== Segment start ==
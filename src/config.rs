//! Runtime configuration
//!
//! Defaults suit an in-memory run; every field can be overridden through
//! an `OBS_CHRONICLE_*` environment variable.

use std::env;
use std::fmt;
use std::path::PathBuf;
use std::str::FromStr;
use std::time::Duration;

use tracing::warn;

use crate::bus::BusConfig;
use crate::event_store::EventStoreConfig;

pub const ENV_DATA_DIR: &str = "OBS_CHRONICLE_DATA_DIR";
pub const ENV_ENABLE_SNAPSHOTS: &str = "OBS_CHRONICLE_ENABLE_SNAPSHOTS";
pub const ENV_SNAPSHOT_FREQUENCY: &str = "OBS_CHRONICLE_SNAPSHOT_FREQUENCY";
pub const ENV_ENABLE_PROJECTIONS: &str = "OBS_CHRONICLE_ENABLE_PROJECTIONS";
pub const ENV_ENABLE_TIME_TRAVEL: &str = "OBS_CHRONICLE_ENABLE_TIME_TRAVEL";
pub const ENV_RECORDING_CAPACITY: &str = "OBS_CHRONICLE_RECORDING_CAPACITY";
pub const ENV_DEQUEUE_TIMEOUT_MS: &str = "OBS_CHRONICLE_DEQUEUE_TIMEOUT_MS";
pub const ENV_SLOW_HANDLER_MS: &str = "OBS_CHRONICLE_SLOW_HANDLER_MS";
pub const ENV_SHUTDOWN_TIMEOUT_MS: &str = "OBS_CHRONICLE_SHUTDOWN_TIMEOUT_MS";
pub const ENV_LOG_LEVEL: &str = "OBS_CHRONICLE_LOG_LEVEL";
pub const ENV_LOG_FORMAT: &str = "OBS_CHRONICLE_LOG_FORMAT";

#[derive(Debug, Clone, Copy, Default, PartialEq, Eq)]
pub enum LogFormat {
    #[default]
    Pretty,
    Json,
}

impl FromStr for LogFormat {
    type Err = String;

    fn from_str(s: &str) -> Result<Self, Self::Err> {
        match s.to_ascii_lowercase().as_str() {
            "pretty" | "text" => Ok(LogFormat::Pretty),
            "json" => Ok(LogFormat::Json),
            other => Err(format!("unknown log format: {}", other)),
        }
    }
}

impl fmt::Display for LogFormat {
    fn fmt(&self, f: &mut fmt::Formatter<'_>) -> fmt::Result {
        match self {
            LogFormat::Pretty => write!(f, "pretty"),
            LogFormat::Json => write!(f, "json"),
        }
    }
}

#[derive(Debug, Clone, PartialEq, Eq)]
pub struct LogConfig {
    /// Filter directive used when `RUST_LOG` is unset
    pub level: String,
    pub format: LogFormat,
}

impl Default for LogConfig {
    fn default() -> Self {
        Self {
            level: "info".to_string(),
            format: LogFormat::Pretty,
        }
    }
}

#[derive(Debug, Clone, PartialEq)]
pub struct EventSourcingConfig {
    /// Where the event log and snapshots live; `None` keeps everything in
    /// memory
    pub data_dir: Option<PathBuf>,
    pub enable_snapshots: bool,
    /// Events per aggregate between snapshots
    pub snapshot_frequency: u64,
    pub enable_projections: bool,
    pub enable_time_travel: bool,
    /// Events kept while recording; zero is rejected when read from the
    /// environment
    pub recording_capacity: usize,
    pub dequeue_timeout: Duration,
    pub slow_handler_threshold: Duration,
    /// Upper bound on draining queued events during `stop`
    pub shutdown_timeout: Duration,
    pub log: LogConfig,
}

impl Default for EventSourcingConfig {
    fn default() -> Self {
        Self {
            data_dir: None,
            enable_snapshots: true,
            snapshot_frequency: 100,
            enable_projections: true,
            enable_time_travel: true,
            recording_capacity: 1000,
            dequeue_timeout: Duration::from_millis(100),
            slow_handler_threshold: Duration::from_millis(100),
            shutdown_timeout: Duration::from_secs(5),
            log: LogConfig::default(),
        }
    }
}

impl EventSourcingConfig {
    /// Defaults overridden from the process environment
    pub fn from_env() -> Self {
        Self::from_lookup(|key| env::var(key).ok())
    }

    /// Defaults overridden from `lookup`; unparsable values are ignored
    pub fn from_lookup<F>(lookup: F) -> Self
    where
        F: Fn(&str) -> Option<String>,
    {
        let mut config = Self::default();

        if let Some(dir) = lookup(ENV_DATA_DIR).filter(|d| !d.trim().is_empty()) {
            config.data_dir = Some(resolve_dir(&dir));
        }
        override_with(&lookup, ENV_ENABLE_SNAPSHOTS, parse_bool, &mut config.enable_snapshots);
        override_with(&lookup, ENV_SNAPSHOT_FREQUENCY, parse, &mut config.snapshot_frequency);
        override_with(&lookup, ENV_ENABLE_PROJECTIONS, parse_bool, &mut config.enable_projections);
        override_with(&lookup, ENV_ENABLE_TIME_TRAVEL, parse_bool, &mut config.enable_time_travel);
        override_with(&lookup, ENV_RECORDING_CAPACITY, parse_capacity, &mut config.recording_capacity);
        override_with(&lookup, ENV_DEQUEUE_TIMEOUT_MS, parse_millis, &mut config.dequeue_timeout);
        override_with(&lookup, ENV_SLOW_HANDLER_MS, parse_millis, &mut config.slow_handler_threshold);
        override_with(&lookup, ENV_SHUTDOWN_TIMEOUT_MS, parse_millis, &mut config.shutdown_timeout);
        if let Some(level) = lookup(ENV_LOG_LEVEL).filter(|l| !l.trim().is_empty()) {
            config.log.level = level;
        }
        override_with(&lookup, ENV_LOG_FORMAT, parse, &mut config.log.format);

        config
    }

    pub fn with_data_dir(mut self, data_dir: impl Into<PathBuf>) -> Self {
        self.data_dir = Some(data_dir.into());
        self
    }

    pub fn is_persistent(&self) -> bool {
        self.data_dir.is_some()
    }

    /// Store location, if persistent
    pub fn store_config(&self) -> Option<EventStoreConfig> {
        self.data_dir.as_ref().map(EventStoreConfig::new)
    }

    pub fn bus_config(&self) -> BusConfig {
        BusConfig {
            dequeue_timeout: self.dequeue_timeout,
            recording_capacity: self.recording_capacity,
        }
    }

    /// Snapshot frequency when snapshots are on
    pub fn effective_snapshot_frequency(&self) -> Option<u64> {
        Some(self.snapshot_frequency).filter(|&f| self.enable_snapshots && f > 0)
    }
}

/// Relative paths are taken from the current directory
fn resolve_dir(dir: &str) -> PathBuf {
    let path = PathBuf::from(dir);
    if path.is_absolute() {
        return path;
    }
    match env::current_dir() {
        Ok(cwd) => cwd.join(path),
        Err(_) => path,
    }
}

fn override_with<L, T, P>(lookup: &L, key: &str, parse: P, target: &mut T)
where
    L: Fn(&str) -> Option<String>,
    P: Fn(&str) -> Option<T>,
{
    if let Some(raw) = lookup(key) {
        match parse(raw.trim()) {
            Some(value) => *target = value,
            None => warn!(key, value = %raw, "ignoring unparsable setting"),
        }
    }
}

fn parse<T: FromStr>(raw: &str) -> Option<T> {
    raw.parse().ok()
}

fn parse_capacity(raw: &str) -> Option<usize> {
    raw.parse().ok().filter(|&n| n > 0)
}

fn parse_bool(raw: &str) -> Option<bool> {
    match raw.to_ascii_lowercase().as_str() {
        "1" | "true" | "yes" | "on" => Some(true),
        "0" | "false" | "no" | "off" => Some(false),
        _ => None,
    }
}

fn parse_millis(raw: &str) -> Option<Duration> {
    raw.parse().ok().map(Duration::from_millis)
}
== Segment end ==
• WORK ORDER
Repeat only what lies between the first line of the data and the line containing "pub const ENV_DEQUEUE_TIMEOUT_MS: &str", both of those lines included, exactly as it stands.

• RESPONSE
filename src/config.rs
//! Runtime configuration
//!
//! Defaults suit an in-memory run; every field can be overridden through
//! an `OBS_CHRONICLE_*` environment variable.

use std::env;
use std::fmt;
use std::path::PathBuf;
use std::str::FromStr;
use std::time::Duration;

use tracing::warn;

use crate::bus::BusConfig;
use crate::event_store::EventStoreConfig;

pub const ENV_DATA_DIR: &str = "OBS_CHRONICLE_DATA_DIR";
pub const ENV_ENABLE_SNAPSHOTS: &str = "OBS_CHRONICLE_ENABLE_SNAPSHOTS";
pub const ENV_SNAPSHOT_FREQUENCY: &str = "OBS_CHRONICLE_SNAPSHOT_FREQUENCY";
pub const ENV_ENABLE_PROJECTIONS: &str = "OBS_CHRONICLE_ENABLE_PROJECTIONS";
pub const ENV_ENABLE_TIME_TRAVEL: &str = "OBS_CHRONICLE_ENABLE_TIME_TRAVEL";
pub const ENV_RECORDING_CAPACITY: &str = "OBS_CHRONICLE_RECORDING_CAPACITY";
pub const ENV_DEQUEUE_TIMEOUT_MS: &str = "OBS_CHRONICLE_DEQUEUE_TIMEOUT_MS";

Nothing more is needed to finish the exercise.